*EXERCISE OBJECTIVE:* Nothing but the lines below between the line holding "let list = self.list;" and the line holding "pub use config::CacheConfig;", inclusive, should appear in the answer, each set down exactly.

*MATERIAL PROVIDED:*
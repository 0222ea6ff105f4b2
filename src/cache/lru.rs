//! Recency List Module
//!
//! Implements the ordered recency list used for LRU eviction.

// Sentinel for a missing link.
const NIL: usize = usize::MAX;

// == Handle ==
/// Stable position of an item inside a [`RecencyList`].
///
/// A handle stays valid until its item is removed; the slot may then be reused.
#[derive(Debug, Clone, Copy, PartialEq, Eq)]
pub(crate) struct Handle(usize);

#[derive(Debug)]
struct Node<T> {
    item: T,
    prev: usize,
    next: usize,
}

// == Recency List ==
/// Doubly-linked list stored in an arena, ordered by access time.
///
/// - Front = Most recently used
/// - Back = Least recently used
///
/// Links are slot indices instead of pointers, and vacated slots are recycled
/// through a free list, so every operation except draining is O(1).
#[derive(Debug)]
pub(crate) struct RecencyList<T> {
    slots: Vec<Option<Node<T>>>,
    free: Vec<usize>,
    head: usize,
    tail: usize,
    len: usize,
}

impl<T> Default for RecencyList<T> {
    fn default() -> Self {
        Self::new()
    }
}

impl<T> RecencyList<T> {
    // == Constructor ==
    /// Creates a new empty list. Does not allocate.
    pub fn new() -> Self {
        Self {
            slots: Vec::new(),
            free: Vec::new(),
            head: NIL,
            tail: NIL,
            len: 0,
        }
    }

    // == Length ==
    pub fn len(&self) -> usize {
        self.len
    }

    // == Push Front ==
    /// Inserts an item as the most recently used and returns its handle.
    pub fn push_front(&mut self, item: T) -> Handle {
        let node = Node {
            item,
            prev: NIL,
            next: NIL,
        };
        let idx = match self.free.pop() {
            Some(idx) => {
                self.slots[idx] = Some(node);
                idx
            }
            None => {
                self.slots.push(Some(node));
                self.slots.len() - 1
            }
        };
        self.link_front(idx);
        self.len += 1;
        Handle(idx)
    }

    // == Move To Front ==
    /// Marks an item as recently used.
    pub fn move_to_front(&mut self, handle: Handle) {
        if handle.0 == self.head || self.node(handle.0).is_none() {
            return;
        }
        self.unlink(handle.0);
        self.link_front(handle.0);
    }

    // == Remove ==
    /// Detaches an item and frees its slot.
    ///
    /// Returns None if the handle does not point at a live item.
    pub fn remove(&mut self, handle: Handle) -> Option<T> {
        self.node(handle.0)?;
        self.unlink(handle.0);
        let node = self.slots[handle.0].take()?;
        self.free.push(handle.0);
        self.len -= 1;
        Some(node.item)
    }

    // == Pop Back ==
    /// Removes and returns the least recently used item.
    pub fn pop_back(&mut self) -> Option<T> {
        if self.tail == NIL {
            return None;
        }
        self.remove(Handle(self.tail))
    }

    // == Back ==
    /// Returns the handle of the least recently used item without removing it.
    pub fn back(&self) -> Option<Handle> {
        (self.tail != NIL).then_some(Handle(self.tail))
    }

    // == Accessors ==
    pub fn get(&self, handle: Handle) -> Option<&T> {
        self.node(handle.0).map(|node| &node.item)
    }

    pub fn get_mut(&mut self, handle: Handle) -> Option<&mut T> {
        self.slots
            .get_mut(handle.0)
            .and_then(Option::as_mut)
            .map(|node| &mut node.item)
    }

    // == Iteration ==
    /// Iterates items from most to least recently used.
    pub fn iter(&self) -> Iter<'_, T> {
        Iter {
            list: self,
            cursor: self.head,
        }
    }

    // == Drain ==
    /// Removes every item, least recently used first.
    ///
    /// The slot storage keeps its allocation for reuse.
    pub fn drain_lru_first(&mut self) -> Vec<T> {
        let mut drained = Vec::with_capacity(self.len);
        while let Some(item) = self.pop_back() {
            drained.push(item);
        }
        self.slots.clear();
        self.free.clear();
        drained
    }

    // == Link Helpers ==
    fn node(&self, idx: usize) -> Option<&Node<T>> {
        self.slots.get(idx).and_then(Option::as_ref)
    }

    fn set_prev(&mut self, idx: usize, prev: usize) {
        if let Some(Some(node)) = self.slots.get_mut(idx) {
            node.prev = prev;
        }
    }

    fn set_next(&mut self, idx: usize, next: usize) {
        if let Some(Some(node)) = self.slots.get_mut(idx) {
            node.next = next;
        }
    }

    fn link_front(&mut self, idx: usize) {
        let old_head = self.head;
        self.set_prev(idx, NIL);
        self.set_next(idx, old_head);
        if old_head == NIL {
            self.tail = idx;
        } else {
            self.set_prev(old_head, idx);
        }
        self.head = idx;
    }

    fn unlink(&mut self, idx: usize) {
        let Some(node) = self.node(idx) else {
            return;
        };
        let (prev, next) = (node.prev, node.next);

        if prev == NIL {
            self.head = next;
        } else {
            self.set_next(prev, next);
        }
        if next == NIL {
            self.tail = prev;
        } else {
            self.set_prev(next, prev);
        }
        self.set_prev(idx, NIL);
        self.set_next(idx, NIL);
    }
}

// == Iterator ==
/// Front-to-back iterator over a [`RecencyList`].
pub(crate) struct Iter<'a, T> {
    list: &'a RecencyList<T>,
    cursor: usize,
}

impl<'a, T> Iterator for Iter<'a, T> {
    type Item = (Handle, &'a T);

    fn next(&mut self) -> Option<Self::Item> {
        let list = self.list;
        let idx = self.cursor;
        let node = list.node(idx)?;
        self.cursor = node.next;
        Some((Handle(idx), &node.item))
    }
}
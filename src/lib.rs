//! ttl_lru - An embeddable in-process cache
//!
//! Bounded key/value storage with least-recently-used eviction, optional
//! per-entry TTL expiration, and an eviction callback.

pub mod cache;
pub mod config;
pub mod error;

pub use cache::{Cache, CacheStats, EvictionCallback};
pub use config::CacheConfig;
pub use error::{ConfigError, Result};
//! Cache Entry Module
//!
//! Defines the structure for individual cache entries with TTL support.

use std::time::{Duration, Instant};

// == Cache Entry ==
/// A single key/value pair owned by the recency list.
#[derive(Debug, Clone)]
pub(crate) struct Entry<K, V> {
    /// The lookup key
    pub key: K,
    /// The stored value
    pub value: V,
    /// Instant at which the entry goes stale, None = no expiration
    pub expires_at: Option<Instant>,
}

impl<K, V> Entry<K, V> {
    // == Constructor ==
    /// Creates a new entry with an optional absolute expiration.
    pub fn new(key: K, value: V, expires_at: Option<Instant>) -> Self {
        Self {
            key,
            value,
            expires_at,
        }
    }

    // == Is Expired ==
    /// Checks if the entry is stale at `now`.
    ///
    /// Boundary condition: an entry is expired once `now` reaches its
    /// expiration instant, so a zero TTL yields an entry that is already stale.
    pub fn is_expired_at(&self, now: Instant) -> bool {
        match self.expires_at {
            Some(expires) => now >= expires,
            None => false,
        }
    }

    // == Time To Live ==
    /// Returns the remaining lifetime at `now`, or None if the entry never expires.
    ///
    /// # Returns
    /// - `Some(Duration::ZERO)` if the entry has expired
    /// - `Some(remaining)` if the entry has a TTL that hasn't elapsed
    /// - `None` if the entry has no TTL
    pub fn ttl_remaining_at(&self, now: Instant) -> Option<Duration> {
        self.expires_at
            .map(|expires| expires.saturating_duration_since(now))
    }

    /// Splits the entry into its key and value.
    pub fn into_pair(self) -> (K, V) {
        (self.key, self.value)
    }
}

// == Utility Functions ==
/// Computes the expiration instant for a TTL starting at `now`.
///
/// A TTL too large to be represented by the clock never expires.
pub(crate) fn expiration_after(now: Instant, ttl: Duration) -> Option<Instant> {
    now.checked_add(ttl)
}
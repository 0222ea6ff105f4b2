//! Cache Module
//!
//! Provides in-memory caching with TTL expiration and LRU eviction.

mod entry;
mod lru;
mod shared;
mod stats;
mod store;

#[cfg(test)]
mod property_tests;

// Re-export public types
pub use shared::{Cache, EvictionCallback};
pub use stats::CacheStats;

*WRITTEN SOLUTION:*
        let list = self.list;
        let idx = self.cursor;
        let node = list.node(idx)?;
        self.cursor = node.next;
        Some((Handle(idx), &node.item))
    }
}
filename src/lib.rs
//! ttl_lru - An embeddable in-process cache
//!
//! Bounded key/value storage with least-recently-used eviction, optional
//! per-entry TTL expiration, and an eviction callback.

pub mod cache;
pub mod config;
pub mod error;

pub use cache::{Cache, CacheStats, EvictionCallback};
pub use config::CacheConfig;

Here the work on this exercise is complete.